Sea Otter Awareness
September 27, 2011
Sea Otter Awareness Schedule
Sunday, September 25 and Saturday, and October 1
Lobby – Sea Otter Station – Learn all about the sea otter
Sea otter craft
Public sea otter feedings at 10:30 am, 1:00 pm and 3:30 pm
The last sea otter in Oregon was trapped near Newport in 1906. Sea otters once ranged in number along the coasts of the North Pacific, from Russia and northern Japan, throughout the Aleutians, down the coasts of Alaska and British Columbia, to as far south as Baja. Scientists estimate up to 300,000 sea otters once inhabited this area. That changed in 1741 when traders realized that sea otter pelts were sought after for the unusually dense fur that enables them to survive in cold seas without the blubber of whales or sea lions. Of the three remaining subspecies of sea otters around the world, two are found here in North America: the southern, or California sea otter and the northern sea otter. The third subspecies is the Russian sea otter.

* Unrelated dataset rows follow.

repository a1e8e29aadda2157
//! Command implementations.
//!
//! Each subcommand is implemented in its own module for clean separation.

pub(crate) mod completions;
pub(crate) mod detect;
pub(crate) mod erase;
pub(crate) mod flash;
pub(crate) mod verify;

use anyhow::{Context, Result};
use chflash::{FileTranscript, NullTranscript, Session, TranscriptSink, UsbTransport};
use console::style;
use indicatif::{ProgressBar, ProgressStyle};
use std::time::Duration;

use crate::{Cli, use_fancy_output};

/// Open the USB device and attach a bootloader session, with the
/// transcript from `--log` when requested.
pub(crate) fn open_session(cli: &Cli) -> Result<Session<UsbTransport>> {
    let transport = UsbTransport::open_with_timeout(Duration::from_millis(cli.timeout_ms))?;

    let transcript: Box<dyn TranscriptSink> = match &cli.log {
        Some(path) => {
            if !cli.quiet {
                eprintln!(
                    "{} writing transcript to {}",
                    style("ℹ").blue(),
                    path.display()
                );
            }
            Box::new(
                FileTranscript::create(path)
                    .with_context(|| format!("cannot create transcript file {}", path.display()))?,
            )
        },
        None => Box::new(NullTranscript),
    };

    let session = Session::attach_with_transcript(transport, transcript)?;

    if !cli.quiet {
        let device = session.device();
        eprintln!(
            "{} found {} with {} bootloader, version {}",
            style("✓").green(),
            style(device.profile.name()).cyan().bold(),
            device.variant,
            device.version
        );
    }

    Ok(session)
}

/// Byte-count progress bar, hidden in quiet or non-TTY runs.
pub(crate) fn progress_bar(cli: &Cli, total: u64, message: &'static str) -> ProgressBar {
    if cli.quiet || !use_fancy_output() {
        return ProgressBar::hidden();
    }

    let pb = ProgressBar::new(total);
    #[allow(clippy::unwrap_used)] // Static template string
    pb.set_style(
        ProgressStyle::default_bar()
            .template("{spinner:.green} [{bar:40.cyan/blue}] {bytes}/{total_bytes} {msg}")
            .unwrap()
            .progress_chars("#>-"),
    );
    pb.set_draw_target(indicatif::ProgressDrawTarget::stderr());
    pb.set_message(message);
    pb
}
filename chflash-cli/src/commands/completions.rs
//! Shell completion generation.

use clap::CommandFactory;
use clap_complete::{Shell, generate};
use std::io;

use crate::Cli;

/// Generate shell completions to stdout.
pub(crate) fn cmd_completions(shell: Shell) {
    let mut cmd = Cli::command();
    let name = cmd.get_name().to_string();
    generate(shell, &mut cmd, name, &mut io::stdout());
}
//! Chip and bootloader detection.

use anyhow::Result;

use crate::Cli;
use crate::commands::open_session;

/// Identify the connected chip and report it, without touching flash.
pub(crate) fn cmd_detect(cli: &Cli) -> Result<()> {
    let session = open_session(cli)?;
    let device = session.device();

    println!("chip:       {}", device.profile.name());
    println!("chip id:    0x{:02x}", device.profile.chip_id);
    println!("flash:      {} KB", device.profile.flash_size_kb);
    println!("bootloader: {} ({})", device.version, device.variant);

    Ok(())
}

Sea otters play a critical role in the marine ecosystem as a keystone species. They promote a healthy kelp forest that, in turn, supports thousands of organisms. Sea otters are also an indicator or sentinel species. They are dying of diseases that have land-based connections. Since humans and sea otters eat many of the same seafood items, high rates of sea otter disease may be a warning for both human health and marine ecosystem health.
The Oregon Coast Aquarium has participated in a sea otter breeding loan program with the Seattle Aquarium. Two sea otter pups born there are the offspring of Adaa, who was sent to Seattle on breeding loan from the Oregon Coast Aquarium. Adaa’s first pup, a male named Chugach, was born in 2005, to Aniak who was a first time mother. The second pup, named Alki, also a male, was born in 2005 to Lootas.
“The Oregon Coast Aquarium is very fortunate in having the largest sea otter exhibit in North America,” said Jim Burke, Aquarium Director of Animal Husbandry. “We currently display four male sea otters, including both northern and southern sea otters,” Burke said.